TASK GOAL
Return the following from the records below: each line, word for word, starting with the line that contains "filename crates/sk-core/src/lib.rs" and going on through the line that contains "use thiserror::Error;", with nothing outside that range.

Dataset entries:
use crate::CoreError;
use serde::{Deserialize, Serialize};
use serde_json::Value;
use std::collections::HashMap;

#[derive(Debug, Clone, Default, PartialEq, Serialize, Deserialize)]
pub struct SnippetEntry {
    #[serde(default)]
    pub id: String,
    #[serde(default)]
    pub title: String,
    #[serde(default)]
    pub language: String,
    #[serde(default)]
    pub tags: Vec<String>,
    #[serde(default)]
    pub path: String,
    #[serde(default, flatten)]
    pub extra: HashMap<String, Value>,
}

impl SnippetEntry {
    pub fn tag_line(&self) -> String {
        format!("{} • {}", self.language, self.tags.join(", "))
    }
}

#[derive(Debug, Clone, Default, PartialEq, Serialize, Deserialize)]
pub struct SnippetMeta {
    #[serde(default)]
    pub title: String,
    #[serde(default)]
    pub description: String,
    #[serde(default, flatten)]
    pub extra: HashMap<String, Value>,
}

#[derive(Debug, Clone, Default, PartialEq, Serialize, Deserialize)]
pub struct SnippetDetail {
    #[serde(default)]
    pub meta: SnippetMeta,
    #[serde(default)]
    pub content: String,
}

#[derive(Debug, Clone, PartialEq, Eq, Hash)]
pub struct SnippetKey {
    pub language: String,
    pub name: String,
}

impl SnippetKey {
    /// Language comes from the entry, the name from the second segment of
    /// `path` (`"python/structured-output"` → `structured-output`).
    pub fn from_entry(entry: &SnippetEntry) -> Result<Self, CoreError> {
        let name = entry
            .path
            .split('/')
            .nth(1)
            .map(str::trim)
            .filter(|segment| !segment.is_empty())
            .ok_or_else(|| CoreError::InvalidSnippetPath(entry.path.clone()))?;
        Ok(Self {
            language: entry.language.clone(),
            name: name.to_string(),
        })
    }
}

/// Catalog list plus the one detail currently shown. Nothing is cached:
/// every selection issues a fresh fetch and only the latest one may land.
#[derive(Debug, Clone, Default)]
pub struct SnippetBrowser {
    entries: Option<Vec<SnippetEntry>>,
    selected: usize,
    pending: Option<SnippetKey>,
    detail: Option<SnippetDetail>,
    error: Option<String>,
}

impl SnippetBrowser {
    pub fn new() -> Self {
        Self::default()
    }

    pub fn is_loaded(&self) -> bool {
        self.entries.is_some()
    }

    pub fn entries(&self) -> &[SnippetEntry] {
        self.entries.as_deref().unwrap_or_default()
    }

    pub fn selected(&self) -> usize {
        self.selected
    }

    pub fn detail(&self) -> Option<&SnippetDetail> {
        self.detail.as_ref()
    }

    pub fn pending(&self) -> Option<&SnippetKey> {
        self.pending.as_ref()
    }

    pub fn error(&self) -> Option<&str> {
        self.error.as_deref()
    }

    pub fn apply_entries(&mut self, result: Result<Vec<SnippetEntry>, String>) {
        match result {
            Ok(entries) => {
                if self.selected >= entries.len() {
                    self.selected = entries.len().saturating_sub(1);
                }
                self.entries = Some(entries);
                self.error = None;
            }
            Err(message) => {
                self.error = Some(message);
            }
        }
    }

    pub fn move_selection(&mut self, delta: isize) {
        let len = self.entries().len();
        if len == 0 {
            self.selected = 0;
            return;
        }
        let next = (self.selected as isize + delta).clamp(0, len as isize - 1);
        self.selected = next as usize;
    }

    /// Key for the detail fetch of the highlighted entry.
    pub fn open_selected(&mut self) -> Option<Result<SnippetKey, CoreError>> {
        let entry = self.entries().get(self.selected)?;
        let result = SnippetKey::from_entry(entry);
        match &result {
            Ok(key) => {
                self.pending = Some(key.clone());
                self.error = None;
            }
            Err(err) => {
                self.pending = None;
                self.error = Some(err.to_string());
            }
        }
        Some(result)
    }

    /// Returns false when `key` is no longer the latest requested detail.
    pub fn apply_detail(&mut self, key: &SnippetKey, result: Result<SnippetDetail, String>) -> bool {
        if self.pending.as_ref() != Some(key) {
            return false;
        }
        self.pending = None;
        match result {
            Ok(detail) => {
                self.detail = Some(detail);
                self.error = None;
            }
            Err(message) => {
                self.error = Some(message);
            }
        }
        true
    }
}
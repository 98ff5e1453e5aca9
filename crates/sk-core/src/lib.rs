pub mod buckets;
pub mod model;
pub mod poller;
pub mod reducer;
pub mod snippet;

pub use buckets::{decision_bars, format_cost_usd, severity_bars, BucketBar};
pub use model::{
    BaselineDiff, CreateJobRequest, CreateJobResponse, Decision, DiffSummary, ExportFormat,
    ExportPayload, Finding, Job, JobResults, JobStatus, JobSummary, ModelCall, RuleCount,
    Health, Severity, Stats, SuppressRequest, Suppression, SuppressionAck, Webhook,
    WebhookDeleted, WebhookRequest,
};
pub use poller::{CommitOutcome, PollTicket, Poller, PollerPhase, Snapshot};
pub use reducer::{reduce_results, JobView};
pub use snippet::{SnippetBrowser, SnippetDetail, SnippetEntry, SnippetKey, SnippetMeta};

use thiserror::Error;

#[derive(Debug, Error, Clone, PartialEq, Eq)]
pub enum CoreError {
    #[error("no job selected")]
    MissingJobId,
    #[error("snippet path '{0}' has no name segment")]
    InvalidSnippetPath(String),
}
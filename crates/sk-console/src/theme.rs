use ratatui::style::{Color, Modifier, Style};
use sk_core::{Decision, JobStatus, Severity};

#[derive(Clone, Copy)]
pub struct Theme {
    pub surface: Color,
    pub border: Color,
    pub title: Color,
    pub text: Color,
    pub muted: Color,
    pub accent: Color,
    pub ok: Color,
    pub warn: Color,
    pub critical: Color,
    pub info: Color,
}

pub const THEME: Theme = Theme {
    surface: Color::Rgb(17, 26, 46),
    border: Color::Rgb(71, 85, 105),
    title: Color::Rgb(191, 219, 254),
    text: Color::Rgb(226, 232, 240),
    muted: Color::Rgb(148, 163, 184),
    accent: Color::Rgb(56, 189, 248),
    ok: Color::Rgb(34, 197, 94),
    warn: Color::Rgb(245, 158, 11),
    critical: Color::Rgb(239, 68, 68),
    info: Color::Rgb(59, 130, 246),
};

pub const SELECTED_STYLE: Style = Style::new()
    .bg(Color::Rgb(131, 165, 152))
    .fg(Color::Black)
    .add_modifier(Modifier::BOLD);

pub fn section_style() -> Style {
    Style::new().fg(THEME.accent).add_modifier(Modifier::BOLD)
}

pub fn muted_style() -> Style {
    Style::new().fg(THEME.muted)
}

pub fn error_style() -> Style {
    Style::new().fg(THEME.critical).add_modifier(Modifier::BOLD)
}

pub fn severity_color(severity: Option<Severity>) -> Color {
    match severity {
        Some(Severity::Critical) => THEME.critical,
        Some(Severity::High) => Color::Rgb(254, 128, 25),
        Some(Severity::Medium) => THEME.warn,
        Some(Severity::Low) => THEME.info,
        None => THEME.muted,
    }
}

pub fn decision_color(decision: Option<Decision>) -> Color {
    match decision {
        Some(Decision::Block) => THEME.critical,
        Some(Decision::ManualReview) => THEME.warn,
        Some(Decision::Allow) => THEME.ok,
        None => THEME.muted,
    }
}

pub fn status_color(status: &JobStatus) -> Color {
    match status {
        JobStatus::Done => THEME.ok,
        JobStatus::Failed => THEME.critical,
        JobStatus::Running | JobStatus::Scanning | JobStatus::Judging => THEME.accent,
        JobStatus::Queued | JobStatus::Other(_) => THEME.muted,
    }
}
fn submit_lines(form: &SubmitForm) -> Vec<Line<'static>> {
    let cursor = if form.editing { "_" } else { "" };
    let field_style = if form.editing {
        Style::default()
            .fg(THEME.accent)
            .add_modifier(Modifier::BOLD)
    } else {
        Style::default().fg(THEME.text)
    };
    let mut lines = vec![
        Line::from(Span::styled("Submit a scan job", section_style())),
        Line::from(""),
        Line::from(vec![
            Span::raw("Target path  "),
            Span::styled(format!("{}{cursor}", form.target_path), field_style),
        ]),
        Line::from(vec![
            Span::raw("Ruleset      "),
            Span::styled(DEFAULT_RULESET, muted_style()),
        ]),
        Line::from(vec![
            Span::raw("Policy       "),
            Span::styled(DEFAULT_POLICY_PATH, muted_style()),
        ]),
        Line::from(vec![
            Span::raw("AI review    "),
            Span::styled("on", muted_style()),
        ]),
        Line::from(""),
    ];
    if form.editing {
        lines.push(Line::from(Span::styled(
            "Editing: Enter submits, Esc stops editing.",
            muted_style(),
        )));
    } else {
        lines.push(Line::from(Span::styled(
            "Press e to edit the target path, Enter to submit.",
            muted_style(),
        )));
    }
    if form.submitting {
        lines.push(Line::from(Span::styled(
            "Submitting...",
            Style::default().fg(THEME.warn),
        )));
    }
    if let Some(error) = form.error.as_deref() {
        lines.push(error_line(error));
    }
    if let Some(job_id) = form.last_job_id.as_deref() {
        lines.push(Line::from(Span::styled(
            format!("Last submitted job: {job_id}"),
            Style::default().fg(THEME.ok),
        )));
    }
    lines
}

fn decision_display(label: &str) -> String {
    label.replace('_', " ")
}

fn ellipsize(input: &str, max: usize) -> String {
    if input.chars().count() <= max {
        return input.to_string();
    }
    if max <= 3 {
        return "...".chars().take(max).collect();
    }
    let prefix: String = input.chars().take(max - 3).collect();
    format!("{prefix}...")
}

/// Flattens styled lines into terminal-free text for one-shot output.
pub fn plain_text(lines: &[Line<'_>]) -> String {
    lines
        .iter()
        .map(|line| {
            line.spans
                .iter()
                .map(|span| span.content.as_ref())
                .collect::<String>()
        })
        .collect::<Vec<_>>()
        .join("\n")
}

ANSWER TO THIS TASK
filename crates/sk-core/src/lib.rs
pub mod buckets;
pub mod model;
pub mod poller;
pub mod reducer;
pub mod snippet;

pub use buckets::{decision_bars, format_cost_usd, severity_bars, BucketBar};
pub use model::{
    BaselineDiff, CreateJobRequest, CreateJobResponse, Decision, DiffSummary, ExportFormat,
    ExportPayload, Finding, Job, JobResults, JobStatus, JobSummary, ModelCall, RuleCount,
    Health, Severity, Stats, SuppressRequest, Suppression, SuppressionAck, Webhook,
    WebhookDeleted, WebhookRequest,
};
pub use poller::{CommitOutcome, PollTicket, Poller, PollerPhase, Snapshot};
pub use reducer::{reduce_results, JobView};
pub use snippet::{SnippetBrowser, SnippetDetail, SnippetEntry, SnippetKey, SnippetMeta};

use thiserror::Error;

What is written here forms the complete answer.